# Interface StrongConnectivityAlgorithm<V,E>

Type Parameters:
V - the graph vertex type
E - the graph edge type
All Known Implementing Classes:
GabowStrongConnectivityInspector, KosarajuStrongConnectivityInspector

public interface StrongConnectivityAlgorithm<V,E>
A strong connectivity inspector algorithm.
Author:
Sarah Komla-Ebri
• ## Method Summary

Modifier and Type
Method
Description
Graph<Graph<V,E>,DefaultEdge>
getCondensation()
Compute the condensation of the given graph.
Graph<V,E>
getGraph()
Return the underlying graph.
List<Graph<V,E>>
getStronglyConnectedComponents()
Computes a list of subgraphs of the given graph.
boolean
isStronglyConnected()
Returns true if the graph is strongly connected, false otherwise.
List<Set<V>>
stronglyConnectedSets()
Computes a List of Sets, where each set contains vertices which together form a strongly connected component within the given graph.
• ## Method Details

• ### getGraph

Graph<V,E> getGraph()
Return the underlying graph.
Returns:
the underlying graph
• ### isStronglyConnected

boolean isStronglyConnected()
Returns true if the graph is strongly connected, false otherwise.
Returns:
true if the graph is strongly connected, false otherwise
• ### stronglyConnectedSets

List<Set<V>> stronglyConnectedSets()
Computes a List of Sets, where each set contains vertices which together form a strongly connected component within the given graph.
Returns:
List of Set s containing the strongly connected components
• ### getStronglyConnectedComponents

List<Graph<V,E>> getStronglyConnectedComponents()
Computes a list of subgraphs of the given graph.
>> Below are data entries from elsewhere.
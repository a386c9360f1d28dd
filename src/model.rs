//! # Sections, Constructs and Compiled Artifacts
//!
//! The dispatch core never parses or compiles source itself; it works against
//! artifacts handed over by the model-provider collaborator. A [`Section`] is
//! a parsed slice of a document; its [`ParseResult`] exposes declared
//! [`Construct`]s by path, and a [`CompileResult`] either carries the
//! project-wide immutable [`CompiledModel`] snapshot or an explicit
//! [`CompileFailure`] marker that short-circuits every feature.

use std::collections::HashMap;
use std::sync::Arc;

use serde::{Deserialize, Serialize};
use thiserror::Error;

use crate::text::{TextLocation, TextPosition};

#[derive(Error, Debug, Clone, PartialEq, Eq)]
pub enum ModelError {
    #[error("unable to find construct {path}")]
    ConstructNotFound { path: String },
    #[error("unable to find service {path}")]
    ServiceNotFound { path: String },
    #[error("compile failed: {0}")]
    Compile(CompileFailure),
}

pub type ModelResult<T> = Result<T, ModelError>;

/// A parsed, grammar-specific slice of a source document sharing one
/// compiled context.
#[derive(Debug, Clone, PartialEq, Eq, Serialize, Deserialize)]
pub struct Section {
    pub document_id: String,
    pub text: String,
}

impl Section {
    pub fn new(document_id: impl Into<String>, text: impl Into<String>) -> Self {
        Self {
            document_id: document_id.into(),
            text: text.into(),
        }
    }

    /// The text of the line at `position`, truncated at the position's
    /// column. Used by completion triggers.
    pub fn line_up_to(&self, position: &TextPosition) -> &str {
        let line = self
            .text
            .lines()
            .nth(position.line as usize)
            .unwrap_or_default();
        let mut end = (position.column as usize).min(line.len());
        while !line.is_char_boundary(end) {
            end -= 1;
        }
        &line[..end]
    }
}

/// Symbolic pointer to another declared element (a mapping or runtime path),
/// with the span of the pointer itself in source.
#[derive(Debug, Clone, Default, PartialEq, Eq, Serialize, Deserialize)]
pub struct PointerRef {
    pub path: String,
    pub location: Option<TextLocation>,
}

impl PointerRef {
    pub fn new(path: impl Into<String>, location: Option<TextLocation>) -> Self {
        Self {
            path: path.into(),
            location,
        }
    }
}

/// Stereotype applied to a construct, pointing at a profile declaration.
#[derive(Debug, Clone, PartialEq, Eq, Serialize, Deserialize)]
pub struct StereotypeRef {
    pub profile: String,
    pub value: String,
    pub location: Option<TextLocation>,
}

/// Tagged value attached to a construct, pointing at a tag declaration.
#[derive(Debug, Clone, PartialEq, Eq, Serialize, Deserialize)]
pub struct TaggedValueRef {
    pub tag: String,
    pub value: String,
    pub location: Option<TextLocation>,
}

/// The invocable expression a service binds to its execution. Opaque to the
/// core beyond its parameter names; the body is collaborator territory.
#[derive(Debug, Clone, Default, PartialEq, Eq, Serialize, Deserialize)]
pub struct Lambda {
    pub parameters: Vec<String>,
    pub body: String,
}

/// The (mapping, runtime, options) binding of one execution variant.
#[derive(Debug, Clone, Default, PartialEq, Eq, Serialize, Deserialize)]
pub struct ExecutionBinding {
    pub mapping: PointerRef,
    pub runtime: PointerRef,
    pub options: Vec<String>,
}

/// One named execution variant within a multi-variant execution.
#[derive(Debug, Clone, PartialEq, Eq, Serialize, Deserialize)]
pub struct KeyedVariant {
    pub key: String,
    pub binding: ExecutionBinding,
}

/// A service execution: either a single binding, or a set of keyed variants
/// selected at execution time by a runtime argument.
#[derive(Debug, Clone, PartialEq, Eq, Serialize, Deserialize)]
pub enum Execution {
    Single {
        lambda: Lambda,
        binding: ExecutionBinding,
    },
    Multi {
        lambda: Lambda,
        /// Name of the runtime argument that selects a variant.
        key: String,
        variants: Vec<KeyedVariant>,
    },
}

impl Execution {
    pub fn lambda(&self) -> &Lambda {
        match self {
            Execution::Single { lambda, .. } => lambda,
            Execution::Multi { lambda, .. } => lambda,
        }
    }
}

/// Embedded old-style test block of a service.
#[derive(Debug, Clone, Default, PartialEq, Eq, Serialize, Deserialize)]
pub struct LegacyTestDef {
    pub data: String,
    pub location: Option<TextLocation>,
}

#[derive(Debug, Clone, PartialEq, Eq, Serialize, Deserialize)]
pub struct TestDef {
    pub id: String,
    pub assertion_ids: Vec<String>,
}

/// New-style declared test suite.
#[derive(Debug, Clone, PartialEq, Eq, Serialize, Deserialize)]
pub struct TestSuiteDef {
    pub id: String,
    pub tests: Vec<TestDef>,
}

/// A service-like declaration: an invocable expression bound to one or more
/// execution variants, plus metadata and declared tests.
#[derive(Debug, Clone, PartialEq, Eq, Serialize, Deserialize)]
pub struct ServiceDef {
    pub path: String,
    pub location: Option<TextLocation>,
    pub execution: Execution,
    pub stereotypes: Vec<StereotypeRef>,
    pub tagged_values: Vec<TaggedValueRef>,
    pub legacy_test: Option<LegacyTestDef>,
    pub test_suites: Vec<TestSuiteDef>,
}

/// Capability surface each construct kind implements for the dispatch core.
/// Construct-kind specific behavior goes through this trait rather than
/// through runtime type inspection.
pub trait ConstructSupport {
    fn path(&self) -> &str;
    fn location(&self) -> Option<&TextLocation>;
    /// The invocable expression, when the construct exposes one.
    fn lambda(&self) -> Option<&Lambda>;
    fn test_suites(&self) -> &[TestSuiteDef];
    fn legacy_test(&self) -> Option<&LegacyTestDef>;
}

impl ConstructSupport for ServiceDef {
    fn path(&self) -> &str {
        &self.path
    }

    fn location(&self) -> Option<&TextLocation> {
        self.location.as_ref()
    }

    fn lambda(&self) -> Option<&Lambda> {
        Some(self.execution.lambda())
    }

    fn test_suites(&self) -> &[TestSuiteDef] {
        &self.test_suites
    }

    fn legacy_test(&self) -> Option<&LegacyTestDef> {
        self.legacy_test.as_ref()
    }
}

/// A declared unit of source within a section. Service is the richest kind;
/// other kinds only expose their path and location to the core.
#[derive(Debug, Clone, PartialEq, Eq, Serialize, Deserialize)]
pub enum Construct {
    Service(ServiceDef),
    Other {
        path: String,
        location: Option<TextLocation>,
    },
}

impl Construct {
    pub fn path(&self) -> &str {
        match self {
            Construct::Service(service) => &service.path,
            Construct::Other { path, .. } => path,
        }
    }

    pub fn location(&self) -> Option<&TextLocation> {
        match self {
            Construct::Service(service) => service.location.as_ref(),
            Construct::Other { location, .. } => location.as_ref(),
        }
    }

    pub fn as_service(&self) -> Option<&ServiceDef> {
        match self {
            Construct::Service(service) => Some(service),
            Construct::Other { .. } => None,
        }
    }
}

/// Constructs declared by a section, in declaration order, addressable by
/// path.
#[derive(Debug, Clone, Default, PartialEq, Eq, Serialize, Deserialize)]
pub struct ParseResult {
    constructs: Vec<Construct>,
}

impl ParseResult {
    pub fn new(constructs: Vec<Construct>) -> Self {
        Self { constructs }
    }

    pub fn constructs(&self) -> impl Iterator<Item = &Construct> {
        self.constructs.iter()
    }

    pub fn construct(&self, path: &str) -> Option<&Construct> {
        self.constructs.iter().find(|c| c.path() == path)
    }

    pub fn service(&self, path: &str) -> ModelResult<&ServiceDef> {
        self.construct(path)
            .ok_or_else(|| ModelError::ConstructNotFound {
                path: path.to_string(),
            })?
            .as_service()
            .ok_or_else(|| ModelError::ServiceNotFound {
                path: path.to_string(),
            })
    }
}

/// Explicit marker that a section failed to reach a usable compiled form.
#[derive(Error, Debug, Clone, PartialEq, Eq, Serialize, Deserialize)]
#[error("{message}")]
pub struct CompileFailure {
    pub message: String,
    pub location: Option<TextLocation>,
}

impl CompileFailure {
    pub fn new(message: impl Into<String>, location: Option<TextLocation>) -> Self {
        Self {
            message: message.into(),
            location,
        }
    }
}

/// A symbolic reference recovered from the compiled form of an expression:
/// the usage span in source plus the path of the referenced definition.
#[derive(Debug, Clone, PartialEq, Eq, Serialize, Deserialize)]
pub struct SymbolicReference {
    pub target: String,
    pub location: Option<TextLocation>,
}

/// A sub-expression of the fully compiled (post-semantic-analysis) lambda,
/// reduced to the symbolic references it contains.
#[derive(Debug, Clone, Default, PartialEq, Eq, Serialize, Deserialize)]
pub struct CompiledExpression {
    pub references: Vec<SymbolicReference>,
}

#[derive(Debug, Clone, PartialEq, Eq, Serialize, Deserialize)]
pub struct PostValidationAssertion {
    pub id: String,
    pub expression: CompiledExpression,
}

/// Post-construction validation attached to a compiled service.
#[derive(Debug, Clone, Default, PartialEq, Eq, Serialize, Deserialize)]
pub struct PostValidation {
    pub parameters: Vec<CompiledExpression>,
    pub assertions: Vec<PostValidationAssertion>,
}

/// Compiled (post-semantic-analysis) form of a service. Carries only what
/// the core recovers nowhere else: embedded expressions and post validations.
#[derive(Debug, Clone, Default, PartialEq, Eq, Serialize, Deserialize)]
pub struct CompiledService {
    pub expressions: Vec<CompiledExpression>,
    pub post_validations: Vec<PostValidation>,
}

/// Project-wide compiled snapshot. Externally owned, immutable, shared
/// read-only across concurrent requests.
#[derive(Debug, Clone, Default, PartialEq, Eq, Serialize, Deserialize)]
pub struct CompiledModel {
    /// Definition locations by element path, the resolution table for
    /// go-to-definition.
    definitions: HashMap<String, TextLocation>,
    /// Compiled services by construct path.
    services: HashMap<String, CompiledService>,
}

impl CompiledModel {
    pub fn new(
        definitions: HashMap<String, TextLocation>,
        services: HashMap<String, CompiledService>,
    ) -> Self {
        Self {
            definitions,
            services,
        }
    }

    pub fn resolve_mapping(&self, path: &str) -> Option<TextLocation> {
        self.definitions.get(path).cloned()
    }

    pub fn resolve_runtime(&self, path: &str) -> Option<TextLocation> {
        self.definitions.get(path).cloned()
    }

    pub fn resolve_definition(&self, path: &str) -> Option<TextLocation> {
        self.definitions.get(path).cloned()
    }

    pub fn compiled_service(&self, path: &str) -> Option<&CompiledService> {
        self.services.get(path)
    }
}

/// Outcome of compiling a section: the parse-level constructs plus either the
/// compiled model snapshot or the failure that prevented it.
#[derive(Debug, Clone)]
pub struct CompileResult {
    parse: ParseResult,
    compiled: Result<Arc<CompiledModel>, CompileFailure>,
}

impl CompileResult {
    pub fn succeeded(parse: ParseResult, model: Arc<CompiledModel>) -> Self {
        Self {
            parse,
            compiled: Ok(model),
        }
    }

    pub fn failed(parse: ParseResult, failure: CompileFailure) -> Self {
        Self {
            parse,
            compiled: Err(failure),
        }
    }

    pub fn parse(&self) -> &ParseResult {
        &self.parse
    }

    pub fn failure(&self) -> Option<&CompileFailure> {
        self.compiled.as_ref().err()
    }

    /// The compiled snapshot, or the compile failure as a model error.
    pub fn model(&self) -> ModelResult<&Arc<CompiledModel>> {
        self.compiled
            .as_ref()
            .map_err(|failure| ModelError::Compile(failure.clone()))
    }
}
Each subgraph will represent a strongly connected component and will contain all vertices of that component. The subgraph will have an edge $(u,v)$ iff $u$ and $v$ are contained in the strongly connected component.
Returns:
a list of subgraphs representing the strongly connected components
• ### getCondensation

Graph<Graph<V,E>,DefaultEdge> getCondensation()
Compute the condensation of the given graph. If each strongly connected component is contracted to a single vertex, the resulting graph is a directed acyclic graph, the condensation of the graph.
Returns:
the condensation of the given graph